Come la Russia beffa le sanzioni con l’aiuto della più grande democrazia del mondo

“Les affaires sont les affaires” è una commedia scritta nel 1903 da Octave Mirbeau, il cui protagonista, Isidore Lechat, incarna la figura dell’affarista rapace e senza scrupoli, capace di trarre vantaggio da qualsiasi situazione. L’opera, per quanto datata, è quanto mai attuale, soprattutto alla luce del delicato contesto economico determinato dalla guerra in Ucraina.

Un contesto in cui, purtroppo, non mancano gli Isidore Lechat capaci di trasformare in profitti le altrui sventure. E’ il caso di alcuni Paesi che continuano a trafficare con la Russia. A svelare una situazione che starebbe sterilizzando gli effetti delle sanzioni decretate dall’Occidente, è stato il Centro di ricerca sull’energia e l’aria pulita con sede a Helsinki che, in un rapporto, ha messo nero su bianco come, a dispetto dell’embargo, il petrolio russo stia scorrendo a fiumi in ogni direzione. Il tutto avverrebbe grazie a triangolazioni internazionali che permetterebbero alle navi cariche di prodotti petroliferi russi di arrivare addirittura nei porti statunitensi. Ovviamente, all’origine dell’escamotage ci sarebbe una colossale speculazione. Come riporta il National Post, “Dall’invasione russa alla fine di febbraio, i prezzi globali del petrolio sono aumentati vertiginosamente, dando alle raffinerie in India e in altri paesi un ulteriore incentivo a sfruttare il petrolio. Mosca li offre con forti sconti da $ 30 a $ 35 al barile, rispetto al greggio Brent e ad altro petrolio internazionale che ora viene scambiato a circa $ 120 al barile”.

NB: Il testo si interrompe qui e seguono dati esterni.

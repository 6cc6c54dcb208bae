//! Lazy getter rewriter
//!
//! `XPCOMUtils.defineLazyModuleGetter(this, "Foo", "resource://Foo.jsm");`
//! becomes `var {Foo} = require("resource://Foo.jsm");`.

use super::{apply_edits, module_load, Edit};
use crate::names::{LAZY_GETTER_HOSTS, LAZY_GETTER_METHODS};
use crate::options::TransformOptions;
use jsm_ast::ast::{Expression, Pattern, Statement, VariableKind};
use tracing::{debug, trace};

/// Matched lazy getter declaration
#[derive(Debug, Clone, PartialEq, Eq)]
pub struct LazyGetterCall {
    /// Name defined on the target object
    pub name: String,
    /// Specifier as written in the call
    pub source: String,
    /// Specifier passed to the module loader
    pub specifier: String,
}

impl LazyGetterCall {
    /// `var {name} = require("<specifier>");`
    pub fn to_statement(&self) -> Statement {
        Statement::declare(
            VariableKind::Var,
            Pattern::shorthand_object([self.name.as_str()]),
            module_load(self.specifier.clone()),
        )
    }
}

/// Rewrites top-level lazy getter statements
pub struct LazyGetterRewriter<'a> {
    options: &'a TransformOptions,
}

impl<'a> LazyGetterRewriter<'a> {
    pub fn new(options: &'a TransformOptions) -> Self {
        Self { options }
    }

    /// Replace every eligible statement, returning the matches in source order
    pub fn rewrite(&self, body: &mut Vec<Statement>) -> Vec<LazyGetterCall> {
        let mut rewritten = Vec::new();

        apply_edits(body, |statement| match self.match_statement(statement) {
            Some(getter) => {
                debug!(name = %getter.name, specifier = %getter.specifier, "rewrote lazy module getter");
                let replacement = getter.to_statement();
                rewritten.push(getter);
                Edit::Replace(replacement)
            }
            None => Edit::Keep,
        });

        rewritten
    }

    /// Match `<host>.<method>(target, "<name>", "<specifier>")`
    ///
    /// The target argument must be present but is not inspected.
    pub fn match_statement(&self, statement: &Statement) -> Option<LazyGetterCall> {
        let Some(Expression::Call(call)) = statement.as_expression() else {
            return None;
        };
        let Expression::Member(callee) = call.callee.as_ref() else {
            return None;
        };
        let host = callee.object_name()?;
        let method = callee.property_name()?;
        if !LAZY_GETTER_HOSTS.contains(&host) || !LAZY_GETTER_METHODS.contains(&method) {
            return None;
        }

        let [_target, name, source, ..] = call.arguments.as_slice() else {
            trace!(host, method, "lazy getter with fewer than three arguments");
            return None;
        };
        let (Some(name), Some(source)) = (name.as_string_literal(), source.as_string_literal())
        else {
            trace!(host, method, "lazy getter with non-literal arguments");
            return None;
        };

        let Some(specifier) = self.options.resolve_specifier(source) else {
            trace!(source, pattern = %self.options.path_pattern, "lazy getter path outside pattern");
            return None;
        };

        Some(LazyGetterCall {
            name: name.to_string(),
            source: source.to_string(),
            specifier,
        })
    }
}

#[cfg(test)]
mod tests {
    use super::*;
    use crate::options::PathPattern;

    fn getter(host: &str, method: &str, args: Vec<Expression>) -> Statement {
        Statement::expression(Expression::call(
            Expression::member(Expression::identifier(host), method),
            args,
        ))
    }

    fn standard_args(name: &str, path: &str) -> Vec<Expression> {
        vec![Expression::this(), Expression::string(name), Expression::string(path)]
    }

    #[test]
    fn test_rewrite_lazy_module_getter() {
        let options = TransformOptions::default();
        let mut body = vec![getter(
            "XPCOMUtils",
            "defineLazyModuleGetter",
            standard_args("Foo", "resource://Foo.jsm"),
        )];

        let rewritten = LazyGetterRewriter::new(&options).rewrite(&mut body);

        assert_eq!(rewritten.len(), 1);
        assert_eq!(
            body,
            vec![Statement::declare(
                VariableKind::Var,
                Pattern::shorthand_object(["Foo"]),
                module_load("resource://Foo.jsm"),
            )]
        );
    }

    #[test]
    fn test_all_hosts_and_methods() {
        let options = TransformOptions::default();
        let rewriter = LazyGetterRewriter::new(&options);

        for host in LAZY_GETTER_HOSTS {
            for method in LAZY_GETTER_METHODS {
                let statement = getter(host, method, standard_args("A", "resource://a.jsm"));
                assert!(
                    rewriter.match_statement(&statement).is_some(),
                    "{}.{} should match",
                    host,
                    method
                );
            }
        }
    }

    #[test]
    fn test_strip_prefix() {
        let options = TransformOptions::new()
            .with_path_pattern(PathPattern::prefix("resource://as/"))
            .with_strip_prefix(true);
        let statement = getter(
            "ChromeUtils",
            "defineModuleGetter",
            standard_args("Foo", "resource://as/Foo.jsm"),
        );

        let matched = LazyGetterRewriter::new(&options)
            .match_statement(&statement)
            .unwrap();
        assert_eq!(matched.specifier, "Foo.jsm");
        assert_eq!(matched.source, "resource://as/Foo.jsm");
    }

    #[test]
    fn test_path_mismatch_is_unchanged() {
        let options = TransformOptions::default();
        let original = getter(
            "XPCOMUtils",
            "defineLazyModuleGetter",
            standard_args("Foo", "chrome://Foo.jsm"),
        );
        let mut body = vec![original.clone()];

        let rewritten = LazyGetterRewriter::new(&options).rewrite(&mut body);

        assert!(rewritten.is_empty());
        assert_eq!(body, vec![original]);
    }

    #[test]
    fn test_unrelated_calls_are_unchanged() {
        let options = TransformOptions::default();
        let rewriter = LazyGetterRewriter::new(&options);

        let other_method = getter("XPCOMUtils", "defineLazyGetter", standard_args("A", "resource://a"));
        let other_host = getter("Services", "defineModuleGetter", standard_args("A", "resource://a"));
        let too_few = getter(
            "XPCOMUtils",
            "defineLazyModuleGetter",
            vec![Expression::this(), Expression::string("A")],
        );
        let non_literal = getter(
            "XPCOMUtils",
            "defineLazyModuleGetter",
            vec![
                Expression::this(),
                Expression::identifier("name"),
                Expression::string("resource://a"),
            ],
        );

        for statement in [other_method, other_host, too_few, non_literal] {
            assert!(rewriter.match_statement(&statement).is_none());
        }
    }

    #[test]
    fn test_target_argument_is_not_validated() {
        let options = TransformOptions::default();
        let statement = getter(
            "XPCOMUtils",
            "defineLazyModuleGetter",
            vec![
                Expression::identifier("lazy"),
                Expression::string("A"),
                Expression::string("resource://a.jsm"),
            ],
        );

        assert!(LazyGetterRewriter::new(&options)
            .match_statement(&statement)
            .is_some());
    }
}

Con il petrolio russo a prezzo di saldo, a fare affari sono in tanti, a partire dagli armatori. Stando al rapporto del CERA, il 97 per cento del greggio di Mosca fin qui consegnato nei porti indiani e mediorientali avrebbe viaggiato su petroliere assicurate in soli tre paesi: Regno Unito, Norvegia e Svezia. Dai rapporti sul monitoraggio delle navi sarebbe emerso che tra le destinazione chiave ci sarebbe la Turchia. Tuttavia, la gran parte delle petroliere avrebbe avuto come destinazione finale l’India che, con le sue raffinerie, starebbe giocando un ruolo decisivo per dare al petrolio russo uno sbocco su mercati altrimenti preclusi a causa delle sanzioni. Ad inchiodare alle sue responsabilità, quella che con molta enfasi viene chiamata la più grande democrazia del mondo, ci sono i numeri. Dallo scoppio del conflitto in Ucraina, le raffinerie indiane hanno visto lievitare il volume delle esportazioni di gasolio, passate da 580 mila a 685 mila barili al giorno. Un incremento reso possibile dalle accresciute importazione di petrolio russo, passate da 100 mila barili al giorno a febbraio scorso a 370 mila al giorno ad aprile, fino ad arrivare a 870 mila al giorno a maggio. Complessivamente, nel 2022, l’India avrebbe già importato dalla Russia ben 60 milioni di barili. Una quantità gigantesca, soprattutto, se comparata con i soli 12 milioni di barili acquistati in tutto il 2021. Nuova Delhi, quindi, sarebbe oggi il principale hub di raffinazione del petrolio russo che, una volta trasformato, verrebbe inviato per l’80 per cento sui mercati asiatici. Tuttavia, come rivelato ad Associated press dalla principale analista del CREA, Lauri Myllyvirta, il 20 per cento raggiungerebbe l’Europa e gli Stati Uniti. A ciò si aggiunga che l’India non è il solo Paese ad aver accresciuto le importazioni di prodotti petroliferi russi. Nei primi 100 giorni di guerra, infatti, Mosca ha aumentato la quota di carburante esportata anche in Francia, Cina, Emirati Arabi Uniti e Arabia Saudita.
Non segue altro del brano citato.